Wis. Stat. § 66.0313. In addition, Wis. Stat. § 165.83(1)(b), which is incorporated by reference in the above statute, defines a “[l]aw enforcement agency” as “a governmental unit of one or more persons employed full time by the state or a political subdivision of the state for the purpose of preventing and detecting crime and enforcing state laws or local ordinances, employees of which unit are authorized to make arrests for crimes while acting within the scope of their authority.”

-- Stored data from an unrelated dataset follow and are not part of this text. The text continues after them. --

//! Database Module
//!
//! Owns the SQLite connection pool, migrations and first-run seeding.
//! Build one [`DbService`] at application start and pass it (or its
//! pool) into the settlement engine and reporting — there is no global
//! store singleton.

pub mod repository;

use std::str::FromStr;

use sqlx::sqlite::{SqliteConnectOptions, SqliteJournalMode, SqlitePoolOptions, SqliteSynchronous};
use sqlx::SqlitePool;

use crate::utils::AppError;

/// Database service — owns a SQLite connection pool
#[derive(Clone)]
pub struct DbService {
    pub pool: SqlitePool,
}

impl DbService {
    /// Open (or create) the database file, apply migrations and seed
    /// the default catalog if the catalog is empty.
    pub async fn new(db_path: &str) -> Result<Self, AppError> {
        let options = SqliteConnectOptions::from_str(&format!("sqlite:{db_path}"))
            .map_err(|e| AppError::database(format!("Invalid database path: {e}")))?
            .create_if_missing(true)
            .journal_mode(SqliteJournalMode::Wal)
            .synchronous(SqliteSynchronous::Normal)
            .pragma("foreign_keys", "ON")
            .optimize_on_close(true, None);

        let pool = SqlitePoolOptions::new()
            .max_connections(5)
            .connect_with(options)
            .await
            .map_err(|e| AppError::database(format!("Failed to open database: {e}")))?;

        // busy_timeout: wait 5s on write contention instead of failing
        sqlx::query("PRAGMA busy_timeout = 5000;")
            .execute(&pool)
            .await
            .map_err(|e| AppError::database(format!("Failed to set busy_timeout: {e}")))?;

        tracing::info!("Database connection established (SQLite WAL, busy_timeout=5000ms)");

        Self::finish_init(pool).await
    }

    /// In-memory database for tests. Single connection: every pool
    /// connection to `:memory:` would otherwise get its own database.
    pub async fn open_in_memory() -> Result<Self, AppError> {
        let options = SqliteConnectOptions::from_str("sqlite::memory:")
            .map_err(|e| AppError::database(format!("Invalid connect options: {e}")))?;

        let pool = SqlitePoolOptions::new()
            .max_connections(1)
            .connect_with(options)
            .await
            .map_err(|e| AppError::database(format!("Failed to open in-memory database: {e}")))?;

        Self::finish_init(pool).await
    }

    async fn finish_init(pool: SqlitePool) -> Result<Self, AppError> {
        sqlx::migrate!("./migrations")
            .run(&pool)
            .await
            .map_err(|e| AppError::database(format!("Failed to apply migrations: {e}")))?;

        // First run: absence of any catalog rows seeds the default
        // service list. Customers and ledger start empty.
        let seeded = repository::service_item::seed_defaults(&pool).await?;
        if seeded > 0 {
            tracing::info!(count = seeded, "Seeded default service catalog");
        }

        Ok(Self { pool })
    }
}
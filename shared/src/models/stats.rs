//! Reporting aggregates
//!
//! Derived values only — nothing here is persisted. Everything is
//! recomputed from the ledger and customer store on each call.

use serde::{Deserialize, Serialize};

/// Dashboard headline numbers
#[derive(Debug, Clone, Serialize, Deserialize, PartialEq)]
pub struct DashboardStats {
    pub daily_revenue: f64,
    pub monthly_revenue: f64,
    pub total_customers: i64,
    pub todays_washes: i64,
}

/// One day of the trailing revenue series
#[derive(Debug, Clone, Serialize, Deserialize, PartialEq)]
pub struct RevenuePoint {
    /// Business date, YYYY-MM-DD
    pub date: String,
    pub revenue: f64,
}
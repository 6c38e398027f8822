//! Settlement Module
//!
//! The core of the system: turns a customer, a service selection and a
//! points-redemption request into a finalized ledger entry plus an
//! atomic point-balance update. Quote math lives in [`quote`], the
//! persisting engine in [`engine`].

mod engine;
mod quote;

pub use engine::SettlementEngine;
pub use quote::{
    quote, redeemable_increments, Selection, SettlementQuote, POINTS_EARN_DIVISOR,
    REDEMPTION_STEP, REDEMPTION_STEP_VALUE,
};

#[cfg(test)]
mod tests;
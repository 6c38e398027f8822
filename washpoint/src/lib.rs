//! WashPoint — point-of-sale and loyalty core for a small car-wash shop.
//!
//! Single local SQLite database, no network service. The UI shell on
//! top of this crate collects a customer, a service selection and a
//! redemption choice; [`settlement::SettlementEngine`] turns that into
//! an immutable ledger entry plus an atomic point-balance update, and
//! [`reporting`] derives dashboard numbers back out of the stores.

pub mod backup;
pub mod db;
pub mod reporting;
pub mod settlement;
pub mod summary;
pub mod utils;

pub use db::DbService;
pub use settlement::SettlementEngine;
pub use utils::{AppError, AppResult};
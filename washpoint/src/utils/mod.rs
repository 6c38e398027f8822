//! Utility Module

pub mod error;
pub mod logger;
pub mod time;

pub use error::{AppError, AppResult};
//! Customer Model

use serde::{Deserialize, Serialize};

/// Membership tier, controls the percentage discount applied at checkout
#[derive(Debug, Clone, Copy, Serialize, Deserialize, PartialEq, Eq, Default)]
#[serde(rename_all = "SCREAMING_SNAKE_CASE")]
#[cfg_attr(feature = "db", derive(sqlx::Type))]
#[cfg_attr(feature = "db", sqlx(rename_all = "UPPERCASE"))]
pub enum MembershipTier {
    #[default]
    Basic,
    Premium,
    Vip,
}

impl MembershipTier {
    /// Fraction of the subtotal discounted for this tier
    pub fn discount_rate(&self) -> f64 {
        match self {
            MembershipTier::Basic => 0.0,
            MembershipTier::Premium => 0.10,
            MembershipTier::Vip => 0.20,
        }
    }
}

/// Customer entity
///
/// The license plate is the business lookup key (case-insensitive).
/// Uniqueness is expected but not enforced by the schema; duplicate
/// plates are a known gap and lookups return the first match.
#[derive(Debug, Clone, Serialize, Deserialize, PartialEq)]
#[cfg_attr(feature = "db", derive(sqlx::FromRow))]
pub struct Customer {
    pub id: i64,
    pub name: String,
    pub license_plate: String,
    pub vehicle_model: String,
    pub phone: String,
    pub membership_tier: MembershipTier,
    /// Loyalty point balance, invariant: never negative
    pub points: i64,
    /// Unix millis of registration
    pub joined_at: i64,
}

/// Create customer payload — points and join timestamp are assigned by
/// the store, never by the caller
#[derive(Debug, Clone, Serialize, Deserialize)]
pub struct CustomerCreate {
    pub name: String,
    pub license_plate: String,
    pub vehicle_model: String,
    pub phone: String,
    pub membership_tier: MembershipTier,
}

/// Update customer payload (profile edits only)
///
/// The point balance is deliberately absent: only the settlement engine
/// moves points, atomically with the ledger append.
#[derive(Debug, Clone, Serialize, Deserialize, Default)]
pub struct CustomerUpdate {
    pub name: Option<String>,
    pub license_plate: Option<String>,
    pub vehicle_model: Option<String>,
    pub phone: Option<String>,
    pub membership_tier: Option<MembershipTier>,
}

#[cfg(test)]
mod tests {
    use super::*;

    #[test]
    fn discount_rates_per_tier() {
        assert_eq!(MembershipTier::Basic.discount_rate(), 0.0);
        assert_eq!(MembershipTier::Premium.discount_rate(), 0.10);
        assert_eq!(MembershipTier::Vip.discount_rate(), 0.20);
    }
}
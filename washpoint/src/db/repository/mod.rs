//! Repository Module
//!
//! One module per store. Repositories are free functions over a
//! `&SqlitePool`; the mutating calls the settlement engine needs inside
//! its atomic unit take a `&mut SqliteConnection` instead so they can
//! run on the engine's transaction.

pub mod customer;
pub mod ledger;
pub mod service_item;

use thiserror::Error;

/// Repository error types
#[derive(Debug, Error)]
pub enum RepoError {
    #[error("Not found: {0}")]
    NotFound(String),

    #[error("Database error: {0}")]
    Database(String),

    #[error("Validation error: {0}")]
    Validation(String),
}

impl From<sqlx::Error> for RepoError {
    fn from(err: sqlx::Error) -> Self {
        match err {
            sqlx::Error::RowNotFound => RepoError::NotFound("Row not found".into()),
            other => RepoError::Database(other.to_string()),
        }
    }
}

impl From<serde_json::Error> for RepoError {
    fn from(err: serde_json::Error) -> Self {
        RepoError::Database(format!("JSON (de)serialization failed: {err}"))
    }
}

pub type RepoResult<T> = Result<T, RepoError>;
//! Reporting Aggregator
//!
//! Pure read-side projections over the ledger and customer store.
//! Every value is recomputed from scratch on each call — fine at the
//! ledger sizes of a single shop, and the scalability boundary to
//! revisit before this contract ever serves a larger dataset.

use chrono::Duration;
use chrono_tz::Tz;
use shared::models::{DashboardStats, RevenuePoint};
use sqlx::SqlitePool;

use crate::db::repository::{customer, ledger};
use crate::utils::{time, AppResult};

/// Headline dashboard numbers for "now" in the business time zone.
pub async fn dashboard_stats(pool: &SqlitePool, tz: Tz) -> AppResult<DashboardStats> {
    let today = time::today(tz);
    let day_start = time::day_start_millis(today, tz);
    let day_end = time::day_end_millis(today, tz);
    let month_start = time::month_start_millis(today, tz);

    let daily_revenue = ledger::revenue_between(pool, day_start, day_end).await?;
    let monthly_revenue = ledger::revenue_between(pool, month_start, day_end).await?;
    let todays_washes = ledger::count_between(pool, day_start, day_end).await?;
    let total_customers = customer::count(pool).await?;

    Ok(DashboardStats {
        daily_revenue,
        monthly_revenue,
        total_customers,
        todays_washes,
    })
}

/// Trailing 7-day revenue series, oldest day first, zero-filled.
pub async fn weekly_revenue(pool: &SqlitePool, tz: Tz) -> AppResult<Vec<RevenuePoint>> {
    let today = time::today(tz);
    let mut series = Vec::with_capacity(7);
    for offset in (0..7).rev() {
        let date = today - Duration::days(offset);
        let start = time::day_start_millis(date, tz);
        let end = time::day_end_millis(date, tz);
        let revenue = ledger::revenue_between(pool, start, end).await?;
        series.push(RevenuePoint {
            date: date.format("%Y-%m-%d").to_string(),
            revenue,
        });
    }
    Ok(series)
}

#[cfg(test)]
mod tests {
    use super::*;
    use crate::db::repository::customer;
    use crate::db::DbService;
    use shared::models::{CustomerCreate, MembershipTier, ServiceCategory, ServiceItem, Transaction};
    use shared::util;

    const TZ: Tz = chrono_tz::UTC;

    async fn append_txn(db: &DbService, id: i64, final_amount: f64, created_at: i64) {
        let txn = Transaction {
            id,
            customer_id: 1,
            customer_name: "Test Customer".into(),
            items: vec![ServiceItem {
                id: 1,
                name: "Express Wash".into(),
                price: final_amount,
                category: ServiceCategory::Exterior,
                points_awarded: 0,
            }],
            subtotal: final_amount,
            discount_amount: 0.0,
            points_redeemed: 0,
            final_amount,
            created_at,
        };
        let mut conn = db.pool.acquire().await.unwrap();
        ledger::append(&mut conn, &txn).await.unwrap();
    }

    #[tokio::test]
    async fn dashboard_counts_today_and_month_separately() {
        let db = DbService::open_in_memory().await.unwrap();
        customer::create(
            &db.pool,
            CustomerCreate {
                name: "Ali Vural".into(),
                license_plate: "34 ABC 123".into(),
                vehicle_model: "Honda Civic".into(),
                phone: "+90 555 111 2233".into(),
                membership_tier: MembershipTier::Basic,
            },
        )
        .await
        .unwrap();

        let now = util::now_millis();
        append_txn(&db, 1, 150.0, now).await;
        append_txn(&db, 2, 250.0, now).await;
        // 40 days ago: in neither today's nor this month's window
        append_txn(&db, 3, 999.0, now - 40 * 24 * 60 * 60 * 1000).await;

        let stats = dashboard_stats(&db.pool, TZ).await.unwrap();
        assert_eq!(stats.daily_revenue, 400.0);
        assert_eq!(stats.todays_washes, 2);
        assert_eq!(stats.total_customers, 1);
        // Monthly includes today's washes, never the 40-day-old one
        assert_eq!(stats.monthly_revenue, 400.0);
    }

    #[tokio::test]
    async fn dashboard_on_empty_stores_is_all_zero() {
        let db = DbService::open_in_memory().await.unwrap();
        let stats = dashboard_stats(&db.pool, TZ).await.unwrap();
        assert_eq!(
            stats,
            DashboardStats {
                daily_revenue: 0.0,
                monthly_revenue: 0.0,
                total_customers: 0,
                todays_washes: 0,
            }
        );
    }

    #[tokio::test]
    async fn weekly_series_is_zero_filled_oldest_first() {
        let db = DbService::open_in_memory().await.unwrap();
        let today = time::today(TZ);
        let day_ms = 24 * 60 * 60 * 1000i64;

        // One wash today, one three days ago
        append_txn(&db, 1, 100.0, time::day_start_millis(today, TZ) + 1).await;
        append_txn(
            &db,
            2,
            300.0,
            time::day_start_millis(today, TZ) - 3 * day_ms + 1,
        )
        .await;

        let series = weekly_revenue(&db.pool, TZ).await.unwrap();
        assert_eq!(series.len(), 7);
        assert_eq!(series[6].date, today.format("%Y-%m-%d").to_string());
        assert_eq!(series[6].revenue, 100.0);
        assert_eq!(series[3].revenue, 300.0);
        assert_eq!(series[0].revenue, 0.0);
        // Dates ascend
        assert!(series.windows(2).all(|w| w[0].date < w[1].date));
    }
}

  The language of the above provisions, when construed together, compels the conclusion that a tribal law enforcement agency is not a “law enforcement agency” for mutual assistance purposes under Wis. Stat. § 66.0313. An Indian tribe is neither a state nor a political subdivision of a state. See Nevada v. Hicks, 533 U.S. 353, 383-84 (2001) (quoting F. Cohen, Handbook of Federal Indian Law 664-65 (1982)) (“Indian tribes are not states of the union within the meaning of the Constitution . . .”); Merrion v. Jicarilla Apache Tribe, 455 U.S. 130, 189 (1982) (distinguishing Indian tribes from states and their subdivisions); Oklahoma Tax Com’n v. Citizen Band Potawatomi Indian Tribe of Oklahoma, 498 U.S. 505, 509 (1991) (“Indian tribes are ‘domestic dependent nations’ that exercise inherent sovereign authority over their members and territories.”). Accordingly, a tribal law enforcement agency is not an agency of “the state or a political subdivision of the state” within the meaning of Wis. Stat. § 165.83(1)(b) and thus cannot be deemed a “law enforcement agency” for purposes of Wis. Stat. § 66.0313.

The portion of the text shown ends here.